WORK ORDER: Which of the lines below holds the string "scheduled"? Copy every line that does.

========

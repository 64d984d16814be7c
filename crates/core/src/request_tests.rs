// SPDX-License-Identifier: MIT
// Copyright (c) 2026 Alfred Jean LLC

#![allow(clippy::unwrap_used)]

use super::*;
use yare::parameterized;

fn queued(name: &str, priority: Priority, enqueued_at_ms: u64) -> QueuedRequest {
    QueuedRequest::from_new(
        NewRequest::new(Method::Post, format!("/items/{name}")).priority(priority),
        enqueued_at_ms,
        0,
        3,
    )
}

fn targets(requests: &[QueuedRequest]) -> Vec<&str> {
    requests.iter().map(|r| r.target.as_str()).collect()
}

#[test]
fn replay_order_is_priority_then_fifo() {
    let mut requests = vec![
        queued("a", Priority::Low, 0),
        queued("b", Priority::High, 1),
        queued("c", Priority::Normal, 2),
    ];
    sort_for_replay(&mut requests);
    assert_eq!(targets(&requests), ["/items/b", "/items/c", "/items/a"]);
}

#[test]
fn replay_order_keeps_fifo_within_tier() {
    let mut requests = vec![
        queued("update", Priority::Normal, 20),
        queued("create", Priority::Normal, 10),
        queued("urgent", Priority::High, 30),
        queued("delete", Priority::Normal, 30),
    ];
    sort_for_replay(&mut requests);
    assert_eq!(
        targets(&requests),
        ["/items/urgent", "/items/create", "/items/update", "/items/delete"]
    );
}

#[test]
fn truncate_keeps_most_recent_low_priority() {
    let mut requests =
        vec![queued("a", Priority::Low, 0), queued("b", Priority::Low, 1), queued("c", Priority::Low, 2)];
    sort_for_replay(&mut requests);

    let evicted = truncate_to(&mut requests, 2);

    assert_eq!(targets(&evicted), ["/items/a"]);
    assert_eq!(targets(&requests), ["/items/b", "/items/c"]);
}

#[test]
fn truncate_evicts_lowest_priority_before_older_high() {
    let mut requests = vec![
        queued("old-high", Priority::High, 0),
        queued("new-low", Priority::Low, 50),
        queued("normal", Priority::Normal, 10),
    ];
    sort_for_replay(&mut requests);

    let evicted = truncate_to(&mut requests, 2);

    assert_eq!(targets(&evicted), ["/items/new-low"]);
    assert_eq!(targets(&requests), ["/items/old-high", "/items/normal"]);
}

#[test]
fn truncate_evicts_failed_entries_first() {
    let mut failed = queued("failed-high", Priority::High, 0);
    failed.retry_count = failed.max_retries + 1;
    let mut requests = vec![failed, queued("low", Priority::Low, 5)];

    let evicted = truncate_to(&mut requests, 1);

    assert_eq!(targets(&evicted), ["/items/failed-high"]);
    assert_eq!(targets(&requests), ["/items/low"]);
}

#[test]
fn truncate_within_bound_is_noop() {
    let mut requests = vec![queued("a", Priority::Low, 0)];
    assert!(truncate_to(&mut requests, 5).is_empty());
    assert_eq!(requests.len(), 1);
}

#[test]
fn eligibility_tracks_retry_budget() {
    let mut request = queued("a", Priority::Normal, 0);
    assert_eq!(request.max_retries, 3);
    for _ in 0..3 {
        request.retry_count += 1;
        assert!(request.is_eligible());
    }
    request.retry_count += 1;
    assert!(request.is_failed());
}

#[test]
fn explicit_max_retries_overrides_default() {
    let request = QueuedRequest::from_new(NewRequest::new(Method::Delete, "/x").max_retries(7), 0, 0, 3);
    assert_eq!(request.max_retries, 7);
}

#[test]
fn ids_differ_by_sequence() {
    let a = RequestId::generate(Method::Post, "/items", 1000, 0);
    let b = RequestId::generate(Method::Post, "/items", 1000, 1);
    assert_ne!(a, b);
    assert!(a.as_str().starts_with("req-"));
    assert_eq!(a.as_str().len(), "req-".len() + 8);
}

#[test]
fn queue_status_counts_failed() {
    let mut failed = queued("a", Priority::Normal, 0);
    failed.retry_count = 4;
    let requests = vec![failed, queued("b", Priority::Normal, 1), queued("c", Priority::Low, 2)];

    let status = QueueStatus::from_requests(&requests, true, false);

    assert_eq!(status.total, 3);
    assert_eq!(status.pending, 2);
    assert_eq!(status.failed, 1);
    assert!(status.is_processing);
    assert!(!status.is_online);
}

#[parameterized(
    get = { "get", Method::Get },
    post = { "POST", Method::Post },
    create = { "create", Method::Post },
    update = { "update", Method::Patch },
    delete = { "Delete", Method::Delete },
)]
fn method_parse(input: &str, expected: Method) {
    assert_eq!(input.parse::<Method>().unwrap(), expected);
}

#[test]
fn method_parse_rejects_unknown() {
    assert!("TRACE".parse::<Method>().is_err());
}

#[test]
fn builder_collects_metadata() {
    let request = NewRequest::new(Method::Post, "/campaigns")
        .payload(serde_json::json!({"name": "spring"}))
        .priority(Priority::High)
        .description("Create campaign")
        .success_message("Campaign created")
        .error_message("Could not create campaign")
        .invalidates("campaigns*");

    assert_eq!(request.priority, Priority::High);
    assert_eq!(request.metadata.description.as_deref(), Some("Create campaign"));
    assert_eq!(request.metadata.invalidates, ["campaigns*"]);
}

#[test]
fn queued_request_json_shape() {
    let request = queued("a", Priority::High, 7);
    let json = serde_json::to_value(&request).unwrap();
    assert_eq!(json["method"], "POST");
    assert_eq!(json["priority"], "high");
    assert_eq!(json["enqueued_at_ms"], 7);
    assert!(json.get("payload").is_none());
}
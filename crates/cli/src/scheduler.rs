// SPDX-License-Identifier: MIT
// Copyright (c) 2026 Alfred Jean LLC

//! Deferred task execution.
//!
//! Retry passes, reconnect backoff and background refetches all go through a
//! [`Scheduler`] so tests can drive them on paused tokio time instead of
//! real timers.

use std::future::Future;
use std::pin::Pin;
use std::time::Duration;

use tokio_util::sync::CancellationToken;

/// A unit of deferred work.
pub type Task = Pin<Box<dyn Future<Output = ()> + Send + 'static>>;

/// Runs tasks after a delay.
pub trait Scheduler: Send + Sync {
    /// Runs `task` once `delay` has elapsed, unless the handle is cancelled first.
    fn schedule_after(&self, delay: Duration, task: Task) -> TaskHandle;

    /// Runs `task` in the background as soon as possible.
    fn spawn(&self, task: Task) -> TaskHandle {
        self.schedule_after(Duration::ZERO, task)
    }
}

/// Cancel handle for a scheduled task.
///
/// Cancelling only prevents a task that has not started yet; a task that is
/// already running completes normally.
#[derive(Debug, Clone)]
pub struct TaskHandle {
    token: CancellationToken,
}

impl TaskHandle {
    pub fn new(token: CancellationToken) -> Self {
        TaskHandle { token }
    }

    pub fn cancel(&self) {
        self.token.cancel();
    }

    pub fn is_cancelled(&self) -> bool {
        self.token.is_cancelled()
    }
}

/// Scheduler backed by the ambient tokio runtime.
#[derive(Debug, Default, Clone, Copy)]
pub struct TokioScheduler;

impl Scheduler for TokioScheduler {
    fn schedule_after(&self, delay: Duration, task: Task) -> TaskHandle {
        let token = CancellationToken::new();
        let cancelled = token.clone();

        tokio::spawn(async move {
            tokio::select! {
                _ = cancelled.cancelled() => {
                    tracing::trace!("scheduled task cancelled before firing");
                }
                _ = tokio::time::sleep(delay) => task.await,
            }
        });

        TaskHandle::new(token)
    }
}

#[cfg(test)]
#[path = "scheduler_tests.rs"]
mod tests;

========

ANSWER FOR THE TASK:
/// Cancel handle for a scheduled task.
                    tracing::trace!("scheduled task cancelled before firing");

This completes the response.